Published September/October 2000

S&H Green Stamps Pasting them in books was a coveted assignment when we were kids. Our weekly grocery trip would yield a few strips of S&H Green Stamps, and the more products we’d buy, the more stamps we’d get.

When we had a bunch saved, the whole family would pore over the catalog and vote on desired items. What would we get? The ball-bearing roller skates? The Monopoly set?

No such luck. We’d usually wind up with a boring iron or a toaster, which suggests that our votes didn’t count near as much as our parents’ did.
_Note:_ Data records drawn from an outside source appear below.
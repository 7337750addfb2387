//! Wallet error taxonomy.

use thiserror::Error;

/// Result type used across the wallet layers.
pub type WalletResult<T> = Result<T, WalletError>;

/// Every failure a wallet operation can report.
///
/// Adapters keep their own error enums and convert into this one at the engine
/// boundary, so callers (and the transport layer) only ever see these kinds.
#[derive(Debug, Error, Clone, PartialEq, Eq)]
pub enum WalletError {
    /// No such wallet, owner or transaction.
    #[error("not found: {0}")]
    NotFound(String),

    /// A wallet already exists for the owner.
    #[error("already exists: {0}")]
    AlreadyExists(String),

    /// Enable requested but the wallet is not disabled.
    #[error("wallet is already enabled")]
    AlreadyEnabled,

    /// Disable requested but the wallet is not enabled.
    #[error("wallet is already disabled")]
    AlreadyDisabled,

    /// The wallet exists but is disabled (distinct from `NotFound`).
    #[error("wallet is disabled")]
    Disabled,

    /// Withdrawal exceeds the current balance. The attempt is still recorded.
    #[error("insufficient funds: balance {balance}, requested {requested}")]
    InsufficientFunds { balance: i64, requested: i64 },

    /// A pagination cursor could not be decoded.
    #[error("bad cursor: {0}")]
    BadCursor(String),

    /// Malformed amount, reference id or other input.
    #[error("bad input: {0}")]
    BadInput(String),

    /// Ownership/reference collision or a lost concurrent update.
    #[error("conflict: {0}")]
    Conflict(String),

    /// The per-call deadline elapsed.
    #[error("deadline exceeded")]
    Timeout,

    /// The caller could not be authenticated.
    #[error("unauthenticated")]
    Unauthenticated,

    /// Store or directory failure.
    #[error("internal error: {0}")]
    Internal(String),
}

impl WalletError {
    pub fn not_found(msg: impl Into<String>) -> Self {
        Self::NotFound(msg.into())
    }

    pub fn already_exists(msg: impl Into<String>) -> Self {
        Self::AlreadyExists(msg.into())
    }

    pub fn bad_cursor(msg: impl Into<String>) -> Self {
        Self::BadCursor(msg.into())
    }

    pub fn bad_input(msg: impl Into<String>) -> Self {
        Self::BadInput(msg.into())
    }

    pub fn conflict(msg: impl Into<String>) -> Self {
        Self::Conflict(msg.into())
    }

    pub fn internal(msg: impl Into<String>) -> Self {
        Self::Internal(msg.into())
    }

    /// Stable machine-readable code, used in transport payloads and logs.
    pub fn code(&self) -> &'static str {
        match self {
            WalletError::NotFound(_) => "not_found",
            WalletError::AlreadyExists(_) => "already_exists",
            WalletError::AlreadyEnabled => "already_enabled",
            WalletError::AlreadyDisabled => "already_disabled",
            WalletError::Disabled => "disabled",
            WalletError::InsufficientFunds { .. } => "insufficient_funds",
            WalletError::BadCursor(_) => "bad_cursor",
            WalletError::BadInput(_) => "bad_input",
            WalletError::Conflict(_) => "conflict",
            WalletError::Timeout => "timeout",
            WalletError::Unauthenticated => "unauthenticated",
            WalletError::Internal(_) => "internal",
        }
    }
}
But that didn’t take away from the excitement of pasting those stamps and being the one to finish a book. I remember the last two pages as the messy ones, where lonely singles and glueless rejects would gather to do their part.

After finishing our book, we’d pack the car and embark on a family trip to one of the nearby S&H (Sperry & Hutchinson) Redemption centers to pick up our shiny new appliance. Days long gone? Not quite.
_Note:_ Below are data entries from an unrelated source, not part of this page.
use std::sync::Arc;

use axum::{
    Json, Router,
    extract::{Extension, Path, Query},
    http::StatusCode,
    routing::{get, post},
};

use walletd_core::{Cursor, OwnerId, WalletError, WalletId, WalletResult};
use walletd_wallet::Wallet;

use crate::app::services::AppServices;
use crate::app::{dto, errors};
use crate::context::OwnerContext;

/// Owner-scoped routes; mounted behind the auth middleware.
pub fn router() -> Router {
    Router::new()
        .route("/api/v1/wallet", post(enable_wallet).get(get_wallet).patch(disable_wallet))
        .route("/api/v1/wallet/deposits", post(deposit))
        .route("/api/v1/wallet/withdrawals", post(withdraw))
        .route("/api/v1/wallets", get(list_wallets))
        .route("/api/v1/wallets/:id", get(get_wallet_by_id))
        .route("/api/v1/wallets/:id/reconciliation", get(reconcile_wallet))
}

/// Routes that run before an owner has a token.
pub fn public_router() -> Router {
    Router::new().route("/api/v1/init", post(init_wallet))
}

pub async fn init_wallet(
    Extension(services): Extension<Arc<AppServices>>,
    Json(body): Json<dto::InitRequest>,
) -> axum::response::Response {
    let owner_id = match OwnerId::parse(body.customer_id) {
        Ok(id) => id,
        Err(e) => return errors::wallet_error_response(e),
    };

    match services.init(owner_id, body.name).await {
        Ok(wallet) => errors::success(
            StatusCode::CREATED,
            serde_json::json!({ "wallet": dto::wallet_to_json(&wallet) }),
        ),
        Err(e) => errors::wallet_error_response(e),
    }
}

pub async fn enable_wallet(
    Extension(services): Extension<Arc<AppServices>>,
    Extension(owner): Extension<OwnerContext>,
) -> axum::response::Response {
    wallet_response(StatusCode::CREATED, services.enable(owner.owner_id()).await)
}

pub async fn get_wallet(
    Extension(services): Extension<Arc<AppServices>>,
    Extension(owner): Extension<OwnerContext>,
) -> axum::response::Response {
    wallet_response(StatusCode::OK, services.fetch(owner.owner_id()).await)
}

pub async fn disable_wallet(
    Extension(services): Extension<Arc<AppServices>>,
    Extension(owner): Extension<OwnerContext>,
    Json(body): Json<dto::DisableRequest>,
) -> axum::response::Response {
    if !body.is_disabled {
        return errors::wallet_error_response(WalletError::bad_input(
            "is_disabled must be true; use POST /api/v1/wallet to enable",
        ));
    }
    wallet_response(StatusCode::OK, services.disable(owner.owner_id()).await)
}

pub async fn deposit(
    Extension(services): Extension<Arc<AppServices>>,
    Extension(owner): Extension<OwnerContext>,
    Json(body): Json<dto::TransactionRequest>,
) -> axum::response::Response {
    let (reference_id, amount) = match body.parse() {
        Ok(parsed) => parsed,
        Err(e) => return errors::wallet_error_response(e),
    };

    match services.deposit(owner.owner_id(), reference_id, amount).await {
        Ok(tx) => errors::success(StatusCode::CREATED, dto::transaction_to_json(&tx)),
        Err(e) => errors::wallet_error_response(e),
    }
}

pub async fn withdraw(
    Extension(services): Extension<Arc<AppServices>>,
    Extension(owner): Extension<OwnerContext>,
    Json(body): Json<dto::TransactionRequest>,
) -> axum::response::Response {
    let (reference_id, amount) = match body.parse() {
        Ok(parsed) => parsed,
        Err(e) => return errors::wallet_error_response(e),
    };

    match services.withdraw(owner.owner_id(), reference_id, amount).await {
        Ok(tx) => errors::success(StatusCode::CREATED, dto::transaction_to_json(&tx)),
        Err(e) => errors::wallet_error_response(e),
    }
}

pub async fn list_wallets(
    Extension(services): Extension<Arc<AppServices>>,
    Query(query): Query<dto::ListQuery>,
) -> axum::response::Response {
    let cursor = Cursor::from(query.cursor.unwrap_or_default());

    match services.list(&cursor, query.num.unwrap_or(0)).await {
        Ok(page) => errors::success(
            StatusCode::OK,
            serde_json::json!({
                "wallets": page.wallets.iter().map(dto::enriched_wallet_to_json).collect::<Vec<_>>(),
                "next_cursor": page.next_cursor.as_str(),
            }),
        ),
        Err(e) => errors::wallet_error_response(e),
    }
}

pub async fn get_wallet_by_id(
    Extension(services): Extension<Arc<AppServices>>,
    Path(id): Path<String>,
) -> axum::response::Response {
    let wallet_id: WalletId = match id.parse() {
        Ok(id) => id,
        Err(e) => return errors::wallet_error_response(e),
    };
    wallet_response(StatusCode::OK, services.get_by_id(wallet_id).await)
}

pub async fn reconcile_wallet(
    Extension(services): Extension<Arc<AppServices>>,
    Path(id): Path<String>,
) -> axum::response::Response {
    let wallet_id: WalletId = match id.parse() {
        Ok(id) => id,
        Err(e) => return errors::wallet_error_response(e),
    };

    match services.reconcile(wallet_id).await {
        Ok(report) => errors::success(
            StatusCode::OK,
            serde_json::json!({
                "wallet_id": report.wallet_id.to_string(),
                "cached": report.cached,
                "derived": report.derived.to_string(),
                "consistent": report.is_consistent(),
            }),
        ),
        Err(e) => errors::wallet_error_response(e),
    }
}

fn wallet_response(status: StatusCode, result: WalletResult<Wallet>) -> axum::response::Response {
    match result {
        Ok(wallet) => errors::success(
            status,
            serde_json::json!({ "wallet": dto::wallet_to_json(&wallet) }),
        ),
        Err(e) => errors::wallet_error_response(e),
    }
}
Imagine my surprise when I saw a woman at my local supermarket signing people up for the new store courtesy card, which offers S&H Greenpoints – a slight twist on the traditional Green Stamps.

We’re now (supposedly) a paperless society, so the concept behind Greenpoints is this: with each dollar spent, you earn 10 points. You can track your points and redeem prizes at www.greenpoints.com on the Web.

The printed catalog I received offered everything from small items for just under 5000 points to a 7-day cruise for two for 749,000 points (airfare not included). That would take a lot of groceries and I don’t think there will be too many takers on that one.

What’s next, the return of “dish night at the movies” – that one day a week in which moviegoers earned a free dish with their 25-cent admission? See enough flicks, and you had your sparkling new dinner set. Today, with movie tickets costing $6-7, I don’t think it would fly. Some things are best left for nostalgia.